◆ What the task asks ◆
Copy each line containing the word "SocketAddr" from the records that follow, please.

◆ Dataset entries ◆
#[cfg(test)]
mod tests {
    use std::sync::Arc;

    use tokio::sync::mpsc;
    use tokio::sync::RwLock;

    use super::*;
    use crate::net::send::Outgoing;
    use crate::registry::SessionRegistry;

    fn addr(port: u16) -> SocketAddr {
        format!("127.0.0.1:{port}").parse().unwrap()
    }

    struct Rig {
        registry: SharedRegistry<RelaySession>,
        outbound: Outbound,
        rx: mpsc::Receiver<Outgoing>,
    }

    impl Rig {
        fn new() -> Self {
            let registry = Arc::new(RwLock::new(SessionRegistry::new()));
            let (outbound, rx) = Outbound::channel(64);
            Self {
                registry,
                outbound,
                rx,
            }
        }

        fn drain(&mut self) -> Vec<Outgoing> {
            let mut out = Vec::new();
            while let Ok(msg) = self.rx.try_recv() {
                out.push(msg);
            }
            out
        }

        /// Create a relay session via the host handler; returns (code, secret)
        /// parsed from the reply.
        async fn host(&mut self, from: SocketAddr, payload: &str) -> (String, String) {
            let handler = HostHandler::new(self.registry.clone(), self.outbound.clone());
            handler.handle(payload, from).await.unwrap();
            let sent = self.drain();
            assert_eq!(sent.len(), 1);
            let fields: Vec<&str> = sent[0].text.split(':').collect();
            assert_eq!(fields[0], "i");
            assert_eq!(fields.len(), 3);
            (fields[1].to_string(), fields[2].to_string())
        }
    }

    #[tokio::test]
    async fn test_host_replies_code_and_secret() {
        let mut rig = Rig::new();
        let (code, secret) = rig.host(addr(5000), "ALICE:4").await;

        assert_eq!(secret.len(), 12);
        let registry = rig.registry.read().await;
        let session = registry.get(&code).unwrap();
        assert_eq!(session.secret(), secret);
        assert_eq!(session.core.players().len(), 1);
    }

    #[tokio::test]
    async fn test_host_refresh_resends_same_code_and_secret() {
        let mut rig = Rig::new();
        let (code, secret) = rig.host(addr(5000), "ALICE:4").await;

        let (again_code, again_secret) = rig.host(addr(5000), "ALICE:4").await;
        assert_eq!(again_code, code);
        assert_eq!(again_secret, secret);
        assert_eq!(rig.registry.read().await.len(), 1);

        let handler = HostHandler::new(rig.registry.clone(), rig.outbound.clone());
        let result = handler.handle("MALLORY:4", addr(5000)).await;
        assert!(matches!(result, Err(HandleError::Invalid(_))));
        assert_eq!(rig.drain()[0].text, err::NOT_HOST);
    }

    #[tokio::test]
    async fn test_connect_tells_player_to_wait_and_notifies_host() {
        let mut rig = Rig::new();
        let (code, _) = rig.host(addr(5000), "ALICE:4").await;
        let handler = ConnectHandler::new(rig.registry.clone(), rig.outbound.clone());

        handler
            .handle(&format!("{code}:BOB"), addr(5001))
            .await
            .unwrap();

        let sent = rig.drain();
        assert_eq!(sent.len(), 2);
        assert!(sent
            .iter()
            .any(|m| m.addr == addr(5001) && m.text == "rc:5001:127.0.0.1:wait"));
        assert!(sent
            .iter()
            .any(|m| m.addr == addr(5000) && m.text == "nc:BOB:127.0.0.1:5001"));
    }

    #[tokio::test]
    async fn test_connect_repeat_while_waiting_renotifies_host() {
        let mut rig = Rig::new();
        let (code, _) = rig.host(addr(5000), "ALICE:4").await;
        let handler = ConnectHandler::new(rig.registry.clone(), rig.outbound.clone());

        handler
            .handle(&format!("{code}:BOB"), addr(5001))
            .await
            .unwrap();
        rig.drain();

        let result = handler.handle(&format!("{code}:BOB"), addr(5001)).await;
        assert!(matches!(result, Err(HandleError::Ignored)));
        let sent = rig.drain();
        assert_eq!(sent.len(), 2);
        assert!(sent.iter().any(|m| m.text == "rc:5001:127.0.0.1:wait"));
        assert!(sent.iter().any(|m| m.text == "nc:BOB:127.0.0.1:5001"));

        // Name from another address is rejected.
        let result = handler.handle(&format!("{code}:BOB"), addr(5009)).await;
        assert!(matches!(result, Err(HandleError::Invalid(_))));
        assert_eq!(rig.drain()[0].text, err::NAME_TAKEN);
    }

    #[tokio::test]
    async fn test_connect_full_relay_session() {
        let mut rig = Rig::new();
        let (code, _) = rig.host(addr(5000), "ALICE:2").await;
        let handler = ConnectHandler::new(rig.registry.clone(), rig.outbound.clone());

        handler
            .handle(&format!("{code}:BOB"), addr(5001))
            .await
            .unwrap();
        rig.drain();

        let result = handler.handle(&format!("{code}:CAROL"), addr(5002)).await;
        assert!(matches!(result, Err(HandleError::Invalid(_))));
        assert_eq!(rig.drain()[0].text, err::FULL);
    }

    #[tokio::test]
    async fn test_new_port_pairs_player_and_informs_both_sides() {
        let mut rig = Rig::new();
        let (code, secret) = rig.host(addr(5000), "ALICE:4").await;
        ConnectHandler::new(rig.registry.clone(), rig.outbound.clone())
            .handle(&format!("{code}:BOB"), addr(5001))
            .await
            .unwrap();
        rig.drain();

        // The host reports from the port it just opened for BOB.
        let handler = NewPortHandler::new(rig.registry.clone(), rig.outbound.clone());
        handler
            .handle(&format!("{code}:BOB:{secret}"), addr(35001))
            .await
            .unwrap();

        let sent = rig.drain();
        assert!(sent
            .iter()
            .any(|m| m.addr == addr(5000) && m.text == "ok:BOB"));
        assert!(sent
            .iter()
            .any(|m| m.addr == addr(5001) && m.text == "rc:5001:127.0.0.1:35001"));

        let registry = rig.registry.read().await;
        let session = registry.get(&code).unwrap();
        assert_eq!(session.core.player("BOB").unwrap().host_port, Some(35001));
    }

    #[tokio::test]
    async fn test_new_port_rejects_wrong_secret_and_changed_port() {
        let mut rig = Rig::new();
        let (code, secret) = rig.host(addr(5000), "ALICE:4").await;
        ConnectHandler::new(rig.registry.clone(), rig.outbound.clone())
            .handle(&format!("{code}:BOB"), addr(5001))
            .await
            .unwrap();
        rig.drain();

        let handler = NewPortHandler::new(rig.registry.clone(), rig.outbound.clone());

        let result = handler
            .handle(&format!("{code}:BOB:badsecret"), addr(35001))
            .await;
        assert!(matches!(result, Err(HandleError::Invalid(_))));
        assert_eq!(rig.drain()[0].text, err::SECRET_MISMATCH);

        handler
            .handle(&format!("{code}:BOB:{secret}"), addr(35001))
            .await
            .unwrap();
        rig.drain();

        // Same pairing resent from the same port is idempotent.
        handler
            .handle(&format!("{code}:BOB:{secret}"), addr(35001))
            .await
            .unwrap();
        rig.drain();

        // A different port for an already-paired player is a desync.
        let result = handler
            .handle(&format!("{code}:BOB:{secret}"), addr(35002))
            .await;
        assert!(matches!(result, Err(HandleError::Invalid(_))));
        assert_eq!(rig.drain()[0].text, err::PORT_MISMATCH);
    }

    #[tokio::test]
    async fn test_new_port_for_unknown_player_reports_to_host() {
        let mut rig = Rig::new();
        let (code, secret) = rig.host(addr(5000), "ALICE:4").await;

        let handler = NewPortHandler::new(rig.registry.clone(), rig.outbound.clone());
        let result = handler
            .handle(&format!("{code}:GHOST:{secret}"), addr(35001))
            .await;
        assert!(matches!(result, Err(HandleError::Invalid(_))));

        let sent = rig.drain();
        assert_eq!(sent[0].addr, addr(5000));
        assert_eq!(sent[0].text, err::NO_PLAYER);
    }

    #[tokio::test]
    async fn test_connect_after_pairing_returns_host_endpoint() {
        let mut rig = Rig::new();
        let (code, secret) = rig.host(addr(5000), "ALICE:4").await;
        let connect = ConnectHandler::new(rig.registry.clone(), rig.outbound.clone());
        connect
            .handle(&format!("{code}:BOB"), addr(5001))
            .await
            .unwrap();
        NewPortHandler::new(rig.registry.clone(), rig.outbound.clone())
            .handle(&format!("{code}:BOB:{secret}"), addr(35001))
            .await
            .unwrap();
        rig.drain();

        // A repeat connect now gets the endpoint and the host is left alone.
        let result = connect.handle(&format!("{code}:BOB"), addr(5001)).await;
        assert!(matches!(result, Err(HandleError::Ignored)));
        let sent = rig.drain();
        assert_eq!(sent.len(), 1);
        assert_eq!(sent[0].text, "rc:5001:127.0.0.1:35001");
    }

    #[tokio::test]
    async fn test_ping_is_host_only_and_reports_pairing_status() {
        let mut rig = Rig::new();
        let (code, secret) = rig.host(addr(5000), "ALICE:4").await;
        ConnectHandler::new(rig.registry.clone(), rig.outbound.clone())
            .handle(&format!("{code}:BOB"), addr(5001))
            .await
            .unwrap();
        ConnectHandler::new(rig.registry.clone(), rig.outbound.clone())
            .handle(&format!("{code}:CAROL"), addr(5002))
            .await
            .unwrap();
        NewPortHandler::new(rig.registry.clone(), rig.outbound.clone())
            .handle(&format!("{code}:BOB:{secret}"), addr(35001))
            .await
            .unwrap();
        rig.drain();

        let handler = PingHandler::new(rig.registry.clone(), rig.outbound.clone());

        let result = handler.handle(&format!("{code}:BOB"), addr(5001)).await;
        assert!(matches!(result, Err(HandleError::Invalid(_))));
        assert_eq!(rig.drain()[0].text, err::NOT_HOST);

        handler
            .handle(&format!("{code}:ALICE"), addr(5000))
            .await
            .unwrap();
        let sent = rig.drain();
        // ALICE (the host) and BOB are paired; CAROL still carries her
        // endpoint.
        assert_eq!(sent[0].text, "i:ALICE:127.0.0.1:5000;BOB;CAROL:127.0.0.1:5002");
    }

    #[tokio::test]
    async fn test_kick_removes_silently_and_handles_self_kick() {
        let mut rig = Rig::new();
        let (code, _) = rig.host(addr(5000), "ALICE:4").await;
        ConnectHandler::new(rig.registry.clone(), rig.outbound.clone())
            .handle(&format!("{code}:BOB"), addr(5001))
            .await
            .unwrap();
        rig.drain();

        let handler = KickHandler::new(rig.registry.clone(), rig.outbound.clone());
        handler
            .handle(&format!("{code}:BOB"), addr(5000))
            .await
            .unwrap();
        assert!(rig.drain().is_empty());

        // The host kicking itself hands the session over.
        ConnectHandler::new(rig.registry.clone(), rig.outbound.clone())
            .handle(&format!("{code}:BOB"), addr(5001))
            .await
            .unwrap();
        rig.drain();
        handler
            .handle(&format!("{code}:ALICE"), addr(5000))
            .await
            .unwrap();

        let registry = rig.registry.read().await;
        let session = registry.get(&code).unwrap();
        assert_eq!(session.core.host().unwrap().player.name, "BOB");
        assert_eq!(
            registry.get_by_address(addr(5001)).unwrap().core.code,
            code
        );
    }

    #[tokio::test]
    async fn test_kick_emptying_session_deletes_it() {
        let mut rig = Rig::new();
        let (code, _) = rig.host(addr(5000), "ALICE:4").await;

        KickHandler::new(rig.registry.clone(), rig.outbound.clone())
            .handle(&format!("{code}:ALICE"), addr(5000))
            .await
            .unwrap();
        assert!(rig.registry.read().await.get(&code).is_err());
    }

    #[tokio::test]
    async fn test_close_is_host_only_and_deletes() {
        let mut rig = Rig::new();
        let (code, _) = rig.host(addr(5000), "ALICE:4").await;
        ConnectHandler::new(rig.registry.clone(), rig.outbound.clone())
            .handle(&format!("{code}:BOB"), addr(5001))
            .await
            .unwrap();
        rig.drain();

        let handler = CloseHandler::new(rig.registry.clone(), rig.outbound.clone());

        let result = handler.handle(&format!("{code}:BOB"), addr(5001)).await;
        assert!(matches!(result, Err(HandleError::Invalid(_))));
        assert_eq!(rig.drain()[0].text, err::NOT_HOST);

        handler
            .handle(&format!("{code}:ALICE"), addr(5000))
            .await
            .unwrap();
        assert_eq!(rig.drain()[0].text, err::CLOSED);
        assert!(rig.registry.read().await.get(&code).is_err());
    }
}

◆ Exercise answer ◆
    fn addr(port: u16) -> SocketAddr {
        async fn host(&mut self, from: SocketAddr, payload: &str) -> (String, String) {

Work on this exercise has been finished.